Tengo el doble privilegio de trabajar en las instalaciones de un aeródromo y de pernoctar entre semana en sus linderos, ventaja que me permite estar en posibilidad de ver aeronaves despegar y aterrizar virtualmente día y noche.
Habiendo experimentado en primera persona, cuando me adiestré por esos mismos cielos bajo los cuales actualmente me desempeño, lo que la inestabilidad del ambiente puede hacer a un avión, no me sorprende que al intentar aterrizar en la infraestructura en comento los pilotos eventualmente decidan iniciar una aproximación fallida, o como me gusta llamarles, una “ida al aire”, en aras de la seguridad de la operación.
Lo cierto es que en estas semanas he sido testigo de una cantidad extraordinaria, por lo menos desde mi perspectiva, de ese tipo de maniobras, protagonizadas por equipos de aerotransporte regular, tanto así que llegué a pensar en la posibilidad de que “algo” estuviese faltando a esos aviadores a la hora de enfrentar condiciones meteorológicas que, desde una terrestre perspectiva, no parecen ser lo suficientemente malas como para justificar una decisión que en una de esas puede representar la diferencia entre un vuelo rentable para la aerolínea o uno ya deficitario. No hay que olvidar que, en el contexto de la aviación comercial moderna, los márgenes de maniobra para mantenerse en números negros financieramente hablando son muy limitados.
Los años en el medio y el recuerdo de tiempos dorados, en los que los grandes protagonistas en el aerotransporte mexicano eran mis adorados Boeing 727, de Mexicana, y los no menos entrañables Douglas DC-8, 9 y 10 de Aeroméxico, me jugaron una pasada al hacerme pensar que esos pilotos enfrentarían con otra actitud y pericia condiciones de vuelo como las que obligaron a los capitanes de las aeronaves que he visto haciendo un segundo o tercer intento de aproximación a un aeropuerto.

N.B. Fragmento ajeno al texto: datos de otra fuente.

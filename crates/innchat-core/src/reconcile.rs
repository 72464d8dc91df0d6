//! Merging server batches into the local timeline.
//!
//! [`reconcile`] is a pure function over the current timeline and one batch
//! of confirmed records. It does not care whether the batch came from a poll,
//! a push stream or a replay; the widget runs it once per batch.
//!
//! The pass runs in four steps:
//!
//! 1. Records whose id is already known update that entry in place.
//! 2. Records matching a local echo (same direction, same normalized content)
//!    take over the echo's slot, so the echo becomes its durable counterpart.
//! 3. Anything else is appended.
//! 4. Entries are grouped by direction, normalized content and time bucket;
//!    each group keeps its highest scoring member. The survivors are stably
//!    sorted by timestamp.
//!
//! Applying the pass again with an empty batch leaves the result unchanged.

use std::collections::HashMap;

use chrono::Duration;

use crate::{Direction, Message, MessageId};

/// Bonus added to the score of entries carrying a server id.
const DURABLE_BONUS: u8 = 2;

/// Tunables for [`reconcile`].
#[derive(Debug, Clone, Copy, PartialEq, Eq)]
pub struct ReconcileOptions {
    /// Width of the time bucket used to collapse near-identical entries.
    pub bucket: Duration,
}

impl Default for ReconcileOptions {
    fn default() -> Self {
        Self {
            bucket: Duration::seconds(5),
        }
    }
}

impl ReconcileOptions {
    /// Options with the given bucket width.
    pub fn with_bucket(bucket: Duration) -> Self {
        Self { bucket }
    }

    fn bucket_ms(&self) -> i64 {
        self.bucket.num_milliseconds().max(1)
    }
}

/// Trim and collapse every run of whitespace into one space.
pub fn normalize_body(body: &str) -> String {
    body.split_whitespace().collect::<Vec<_>>().join(" ")
}

/// Content compared when matching echoes and collapsing duplicates.
///
/// Media-only messages have no body, so their media URL stands in.
fn content_key(message: &Message) -> String {
    let normalized = normalize_body(&message.body);
    match (&message.media_url, normalized.is_empty()) {
        (Some(url), true) => url.clone(),
        _ => normalized,
    }
}

/// Grouping key of the bucketed dedup pass.
#[derive(Debug, Clone, PartialEq, Eq, Hash)]
pub struct DedupKey {
    pub direction: Direction,
    pub content: String,
    pub bucket: i64,
}

/// Compute the dedup key of a message for the given options.
pub fn dedup_key(message: &Message, options: &ReconcileOptions) -> DedupKey {
    DedupKey {
        direction: message.direction,
        content: content_key(message),
        bucket: message
            .timestamp
            .timestamp_millis()
            .div_euclid(options.bucket_ms()),
    }
}

/// Survivor score: status rank plus a bonus for durable ids.
pub fn score(message: &Message) -> u8 {
    let bonus = if message.id.is_durable() {
        DURABLE_BONUS
    } else {
        0
    };
    message.status.rank() + bonus
}

/// Merge a batch of confirmed records into `timeline`.
///
/// Returns the new timeline; the input is left untouched.
pub fn reconcile(
    timeline: &[Message],
    batch: Vec<Message>,
    options: &ReconcileOptions,
) -> Vec<Message> {
    let mut merged = timeline.to_vec();
    let mut index: HashMap<MessageId, usize> = merged
        .iter()
        .enumerate()
        .map(|(pos, msg)| (msg.id.clone(), pos))
        .collect();

    for incoming in batch {
        if let Some(&pos) = index.get(&incoming.id) {
            upgrade_in_place(&mut merged[pos], incoming);
            continue;
        }

        let content = content_key(&incoming);
        let matches = |existing: &Message| {
            existing.id.is_temporary()
                && existing.direction == incoming.direction
                && content_key(existing) == content
        };
        // Live echoes first; a failed echo is only claimed when nothing else matches.
        let echo_pos = merged
            .iter()
            .position(|existing| matches(existing) && !existing.status.is_failed())
            .or_else(|| merged.iter().position(matches));

        match echo_pos {
            Some(pos) => {
                index.remove(&merged[pos].id);
                index.insert(incoming.id.clone(), pos);
                merged[pos] = incoming;
            }
            None => {
                index.insert(incoming.id.clone(), merged.len());
                merged.push(incoming);
            }
        }
    }

    let mut survivors = collapse_buckets(merged, options);
    survivors.sort_by_key(|msg| msg.timestamp);
    survivors
}

/// Apply a newer copy of a known record without regressing its status.
fn upgrade_in_place(existing: &mut Message, incoming: Message) {
    if incoming.status.rank() >= existing.status.rank() && !incoming.status.is_failed() {
        existing.status = incoming.status;
    }
    if incoming.id.is_durable() {
        existing.timestamp = incoming.timestamp;
        if !incoming.body.is_empty() {
            existing.body = incoming.body;
        }
    }
    if incoming.agent_name.is_some() {
        existing.agent_name = incoming.agent_name;
    }
    if incoming.media_url.is_some() {
        existing.media_url = incoming.media_url;
        existing.media_type = incoming.media_type;
    }
    existing.closes_conversation |= incoming.closes_conversation;
}

/// Keep one entry per dedup group: highest score wins, ties keep the first seen.
fn collapse_buckets(entries: Vec<Message>, options: &ReconcileOptions) -> Vec<Message> {
    let mut survivors: Vec<Message> = Vec::with_capacity(entries.len());
    let mut groups: HashMap<DedupKey, usize> = HashMap::new();

    for entry in entries {
        let key = dedup_key(&entry, options);
        match groups.get(&key) {
            Some(&slot) => {
                if score(&entry) > score(&survivors[slot]) {
                    survivors[slot] = entry;
                }
            }
            None => {
                groups.insert(key, survivors.len());
                survivors.push(entry);
            }
        }
    }

    survivors
}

Osé pretender justificar mi teoría solicitando la opinión precisamente de uno de esos grandes e históricos comandantes de 727 de Mexicana, esperando que me dijese: “tienes toda la razón, Juan Antonio”, en esas condiciones nosotros no nos hubiésemos “ido al aire”. Pero, ¡sorpresa! En toda una cátedra de profesionalismo (honestidad, experiencia, responsabilidad y capacitación) el muy estimado capitán Gerardo Brand Ramírez me presentó un panorama que me parece digno de ser compartido, en especial con las actuales y las futuras generaciones de hombres del aire que siento tienen mucho que aprender de la magistral lección que me dio mi amigo Gerardo con sus comentarios.
Comenzó agradeciendo el concepto que le compartí de los pilotos del 727 de Mexicana, pero no tardó en compartirme que eran un foco rojo para Boeing, debido a que le perdieron respeto al modelo, no precisamente por mala actitud o indisciplina, sino como resultado de cierta condición relacionada con el hecho de volar por muchos años solamente ese equipo, algo que por un lado tenía la bondad de permitir a los aviadores conocer muy bien al 727, pero por el otro, traía consigo un exceso de confianza, que los llevaba a ser, y cito al capitán, “un poco temerarios”, tanto que Boeing, con justicia, estaba alarmada, como lo estaban las aseguradoras luego de que se cayesen aeronaves de Mexicana a la hora de enfrentar amenazas como el cizalleo, caso del vuelo 801 que se estrelló en el Lago de Texcoco al intentar aproximarse al Aeropuerto Internacional de la Ciudad de México procedente de Chicago, un 21 de septiembre de 1969, accidente en el que volaba un amigo de la familia y una sobrecargo (Graciela Flores), esta última eventualmente víctima de otro accidente de un 727 de Mexicana, el del vuelo 940 del 31 de marzo de 1986 comandado por su esposo.
Hoy día, y esa es la buena noticia, me comparte el comandante Brand, es que entre tecnología, adiestramiento y respeto a procedimientos la amenaza de fenómenos, como el cizalleo, ya no cobra la vida de tantos ocupantes de una aeronave, de ahí tantas “idas al aire” que por cierto podemos disfrutar viéndolas desde tierra o experimentándolas en nuestros asientos a bordo de un vuelo.
Aún así, no dejo de pensar que me sentiría más seguro volando con un veterano comandante “a la antigüita”, que en manos de la nueva generación de pilotos “de cristal”. Y no, por ningún motivo estoy diciendo que nuestros actuales pilotos sean malos, por el contrario, deben ser muy buenos, solo que no puedo dejar de valorar la labor de aquellos con los que me formé aeronáuticamente, hace ya algunas buenas décadas, en las que los 727 de Mexicana y los Douglas de Aeroméxico eran los grandes protagonistas en nuestros aeropuertos.